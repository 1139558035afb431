//! Command builders for the CLI.

use clap::Command;

use super::args::*;

/// Build the complete CLI with all subcommands.
pub fn build_cli() -> Command {
    Command::new("typeshape")
        .about("TypeScript declarations from type graphs")
        .subcommand_required(true)
        .arg_required_else_help(true)
        .subcommand(types_command())
        .subcommand(check_command())
}

/// Generate declarations from a schema.
pub fn types_command() -> Command {
    Command::new("types")
        .about("Generate TypeScript declarations from a schema")
        .override_usage(
            "\
  typeshape types <SCHEMA>
  typeshape types <SCHEMA> --root <NAME>... [--pkg <PREFIX>] [--namespace <NAME>]",
        )
        .after_help(
            r#"EXAMPLES:
  typeshape types schema.json                          # schema roots
  typeshape types schema.json -r app.User -r Order     # explicit roots
  typeshape types schema.json -p example.com/app       # expand only this package
  typeshape types schema.json -n Api -o api.d.ts       # namespaced, to file
  cat schema.json | typeshape types -                  # from stdin"#,
        )
        .arg(schema_path_arg())
        .arg(root_arg())
        .arg(namespace_arg())
        .arg(pkg_arg())
        .arg(output_file_arg())
        .arg(verbose_arg())
}

/// Validate a schema.
pub fn check_command() -> Command {
    Command::new("check")
        .about("Validate a schema")
        .after_help(
            r#"EXAMPLES:
  typeshape check schema.json
  typeshape check -                   # from stdin"#,
        )
        .arg(schema_path_arg())
        .arg(verbose_arg())
}
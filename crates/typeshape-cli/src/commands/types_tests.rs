use std::fs;
use std::path::PathBuf;

use super::test_schema::{SHOP_SCHEMA, write_schema};
use super::types::{TypesArgs, generate, run};

fn args(schema_path: PathBuf) -> TypesArgs {
    TypesArgs {
        schema_path,
        roots: Vec::new(),
        namespace: None,
        pkg: "example.com/shop".to_string(),
        output: None,
    }
}

#[test]
fn generate_schema_roots() {
    let (_dir, path) = write_schema(SHOP_SCHEMA);

    let output = generate(&args(path)).unwrap();
    insta::assert_snapshot!(output, @r"
    type Order = {
      Buyer: Customer
      Notes: string[]
      At: unknown
    }

    type Customer = {
      Name: string
      Nick: null | string
    }
    ");
}

#[test]
fn generate_without_prefix_expands_everything() {
    let (_dir, path) = write_schema(SHOP_SCHEMA);

    let output = generate(&TypesArgs {
        pkg: String::new(),
        ..args(path)
    })
    .unwrap();
    insta::assert_snapshot!(output, @r"
    type Order = {
      Buyer: Customer
      Notes: string[]
      At: Instant
    }

    type Customer = {
      Name: string
      Nick: null | string
    }

    type Instant = {
      Nanos: number
    }
    ");
}

#[test]
fn generate_selected_roots_in_namespace() {
    let (_dir, path) = write_schema(SHOP_SCHEMA);

    let output = generate(&TypesArgs {
        roots: vec!["Customer".to_string()],
        namespace: Some("Shop".to_string()),
        ..args(path)
    })
    .unwrap();
    insta::assert_snapshot!(output, @r"
    declare namespace Shop {
      type Customer = {
        Name: string
        Nick: null | string
      }

    }
    ");
}

#[test]
fn unknown_root_name() {
    let (_dir, path) = write_schema(SHOP_SCHEMA);

    let err = generate(&TypesArgs {
        roots: vec!["Missing".to_string()],
        ..args(path)
    })
    .unwrap_err();
    assert_eq!(err, "no type named `Missing` in the schema");
}

#[test]
fn schema_without_roots() {
    let (_dir, path) = write_schema(r#"{ "types": [{ "kind": "string", "name": "string" }] }"#);

    let err = generate(&args(path)).unwrap_err();
    assert_eq!(err, "no root types: the schema lists none and no --root was given");
}

#[test]
fn missing_schema_file() {
    let dir = tempfile::TempDir::new().unwrap();
    let path = dir.path().join("absent.json");

    let err = generate(&args(path)).unwrap_err();
    assert!(err.starts_with("failed to read '"), "{err}");
}

#[test]
fn run_writes_output_file() {
    let (dir, path) = write_schema(SHOP_SCHEMA);
    let out = dir.path().join("shop.d.ts");

    run(TypesArgs {
        output: Some(out.clone()),
        ..args(path.clone())
    });

    let written = fs::read_to_string(out).unwrap();
    assert_eq!(written, generate(&args(path)).unwrap());
}
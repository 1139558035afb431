//! Indentation-aware line writer.

use std::io::{self, Write};

const INDENT: &str = "  ";

pub(super) struct Output<W> {
    sink: W,
    depth: usize,
}

impl<W: Write> Output<W> {
    pub(super) fn new(sink: W) -> Self {
        Self { sink, depth: 0 }
    }

    /// Write one full line at the current depth.
    pub(super) fn line(&mut self, text: &str) -> io::Result<()> {
        for _ in 0..self.depth {
            self.sink.write_all(INDENT.as_bytes())?;
        }
        self.sink.write_all(text.as_bytes())?;
        self.sink.write_all(b"\n")
    }

    /// Write an empty line, without indentation.
    pub(super) fn blank(&mut self) -> io::Result<()> {
        self.sink.write_all(b"\n")
    }

    pub(super) fn indent(&mut self) {
        self.depth += 1;
    }

    pub(super) fn dedent(&mut self) {
        debug_assert!(self.depth > 0, "dedent without a matching indent");
        self.depth = self.depth.saturating_sub(1);
    }

    pub(super) fn finish(mut self) -> io::Result<W> {
        self.sink.flush()?;
        Ok(self.sink)
    }
}
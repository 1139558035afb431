//! Declaration rendering.

use std::io::Write;

use typeshape_core::TypeId;

use super::Emitter;
use super::identity::TypeInfo;
use super::naming::TEMPLATE_PARAM;
use crate::Result;

impl<W: Write> Emitter<'_, W> {
    /// Write the full declaration of `id`.
    ///
    /// Returns the types its members reference, in the order met.
    pub(super) fn write_type(&mut self, id: TypeId, info: &TypeInfo) -> Result<Vec<TypeId>> {
        let opener = if info.is_generic {
            format!("type {}<{TEMPLATE_PARAM}> = {{", info.base_name)
        } else if info.kind.is_primitive() {
            // A primitive-backed type can still carry methods.
            format!("type {} = object & {{", info.base_name)
        } else {
            format!("type {} = {{", info.base_name)
        };

        self.out.line(&opener)?;
        self.out.indent();
        let members = self.write_members(id, info)?;
        self.out.dedent();
        let closing = self.closing_line(&members.embeds);
        self.out.line(&closing)?;

        Ok(members.referenced)
    }

    /// `}` followed by one `& Name` per embedded type.
    pub(super) fn closing_line(&self, embeds: &[TypeId]) -> String {
        let mut line = String::from("}");
        for &embed in embeds {
            line.push_str(" & ");
            line.push_str(&self.embed_name(embed));
        }
        line
    }
}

◆ ◆ ◆

• [BRIEF] Type out all of the records again, exactly.

• [SOLUTION BELOW]
repository 1139558035afb431
//! Command builders for the CLI.

use clap::Command;

use super::args::*;

/// Build the complete CLI with all subcommands.
pub fn build_cli() -> Command {
    Command::new("typeshape")
        .about("TypeScript declarations from type graphs")
        .subcommand_required(true)
        .arg_required_else_help(true)
        .subcommand(types_command())
        .subcommand(check_command())
}

/// Generate declarations from a schema.
pub fn types_command() -> Command {
    Command::new("types")
        .about("Generate TypeScript declarations from a schema")
        .override_usage(
            "\
  typeshape types <SCHEMA>
  typeshape types <SCHEMA> --root <NAME>... [--pkg <PREFIX>] [--namespace <NAME>]",
        )
        .after_help(
            r#"EXAMPLES:
  typeshape types schema.json                          # schema roots
  typeshape types schema.json -r app.User -r Order     # explicit roots
  typeshape types schema.json -p example.com/app       # expand only this package
  typeshape types schema.json -n Api -o api.d.ts       # namespaced, to file
  cat schema.json | typeshape types -                  # from stdin"#,
        )
        .arg(schema_path_arg())
        .arg(root_arg())
        .arg(namespace_arg())
        .arg(pkg_arg())
        .arg(output_file_arg())
        .arg(verbose_arg())
}

/// Validate a schema.
pub fn check_command() -> Command {
    Command::new("check")
        .about("Validate a schema")
        .after_help(
            r#"EXAMPLES:
  typeshape check schema.json
  typeshape check -                   # from stdin"#,
        )
        .arg(schema_path_arg())
        .arg(verbose_arg())
}
filename crates/typeshape-cli/src/commands/types_tests.rs
use std::fs;
use std::path::PathBuf;

use super::test_schema::{SHOP_SCHEMA, write_schema};
use super::types::{TypesArgs, generate, run};

fn args(schema_path: PathBuf) -> TypesArgs {
    TypesArgs {
        schema_path,
        roots: Vec::new(),
        namespace: None,
        pkg: "example.com/shop".to_string(),
        output: None,
    }
}

#[test]
fn generate_schema_roots() {
    let (_dir, path) = write_schema(SHOP_SCHEMA);

    let output = generate(&args(path)).unwrap();
    insta::assert_snapshot!(output, @r"
    type Order = {
      Buyer: Customer
      Notes: string[]
      At: unknown
    }

    type Customer = {
      Name: string
      Nick: null | string
    }
    ");
}

#[test]
fn generate_without_prefix_expands_everything() {
    let (_dir, path) = write_schema(SHOP_SCHEMA);

    let output = generate(&TypesArgs {
        pkg: String::new(),
        ..args(path)
    })
    .unwrap();
    insta::assert_snapshot!(output, @r"
    type Order = {
      Buyer: Customer
      Notes: string[]
      At: Instant
    }

    type Customer = {
      Name: string
      Nick: null | string
    }

    type Instant = {
      Nanos: number
    }
    ");
}

#[test]
fn generate_selected_roots_in_namespace() {
    let (_dir, path) = write_schema(SHOP_SCHEMA);

    let output = generate(&TypesArgs {
        roots: vec!["Customer".to_string()],
        namespace: Some("Shop".to_string()),
        ..args(path)
    })
    .unwrap();
    insta::assert_snapshot!(output, @r"
    declare namespace Shop {
      type Customer = {
        Name: string
        Nick: null | string
      }

    }
    ");
}

#[test]
fn unknown_root_name() {
    let (_dir, path) = write_schema(SHOP_SCHEMA);

    let err = generate(&TypesArgs {
        roots: vec!["Missing".to_string()],
        ..args(path)
    })
    .unwrap_err();
    assert_eq!(err, "no type named `Missing` in the schema");
}

#[test]
fn schema_without_roots() {
    let (_dir, path) = write_schema(r#"{ "types": [{ "kind": "string", "name": "string" }] }"#);

    let err = generate(&args(path)).unwrap_err();
    assert_eq!(err, "no root types: the schema lists none and no --root was given");
}

#[test]
fn missing_schema_file() {
    let dir = tempfile::TempDir::new().unwrap();
    let path = dir.path().join("absent.json");

    let err = generate(&args(path)).unwrap_err();
    assert!(err.starts_with("failed to read '"), "{err}");
}

#[test]
fn run_writes_output_file() {
    let (dir, path) = write_schema(SHOP_SCHEMA);
    let out = dir.path().join("shop.d.ts");

    run(TypesArgs {
        output: Some(out.clone()),
        ..args(path.clone())
    });

    let written = fs::read_to_string(out).unwrap();
    assert_eq!(written, generate(&args(path)).unwrap());
}
repository 1139558035afb431
//! Indentation-aware line writer.

use std::io::{self, Write};

const INDENT: &str = "  ";

pub(super) struct Output<W> {
    sink: W,
    depth: usize,
}

impl<W: Write> Output<W> {
    pub(super) fn new(sink: W) -> Self {
        Self { sink, depth: 0 }
    }

    /// Write one full line at the current depth.
    pub(super) fn line(&mut self, text: &str) -> io::Result<()> {
        for _ in 0..self.depth {
            self.sink.write_all(INDENT.as_bytes())?;
        }
        self.sink.write_all(text.as_bytes())?;
        self.sink.write_all(b"\n")
    }

    /// Write an empty line, without indentation.
    pub(super) fn blank(&mut self) -> io::Result<()> {
        self.sink.write_all(b"\n")
    }

    pub(super) fn indent(&mut self) {
        self.depth += 1;
    }

    pub(super) fn dedent(&mut self) {
        debug_assert!(self.depth > 0, "dedent without a matching indent");
        self.depth = self.depth.saturating_sub(1);
    }

    pub(super) fn finish(mut self) -> io::Result<W> {
        self.sink.flush()?;
        Ok(self.sink)
    }
}
repository 1139558035afb431
//! Declaration rendering.

use std::io::Write;

use typeshape_core::TypeId;

use super::Emitter;
use super::identity::TypeInfo;
use super::naming::TEMPLATE_PARAM;
use crate::Result;

impl<W: Write> Emitter<'_, W> {
    /// Write the full declaration of `id`.
    ///
    /// Returns the types its members reference, in the order met.
    pub(super) fn write_type(&mut self, id: TypeId, info: &TypeInfo) -> Result<Vec<TypeId>> {
        let opener = if info.is_generic {
            format!("type {}<{TEMPLATE_PARAM}> = {{", info.base_name)
        } else if info.kind.is_primitive() {
            // A primitive-backed type can still carry methods.
            format!("type {} = object & {{", info.base_name)
        } else {
            format!("type {} = {{", info.base_name)
        };

        self.out.line(&opener)?;
        self.out.indent();
        let members = self.write_members(id, info)?;
        self.out.dedent();
        let closing = self.closing_line(&members.embeds);
        self.out.line(&closing)?;

        Ok(members.referenced)
    }

    /// `}` followed by one `& Name` per embedded type.
    pub(super) fn closing_line(&self, embeds: &[TypeId]) -> String {
        let mut line = String::from("}");
        for &embed in embeds {
            line.push_str(" & ");
            line.push_str(&self.embed_name(embed));
        }
        line
    }
}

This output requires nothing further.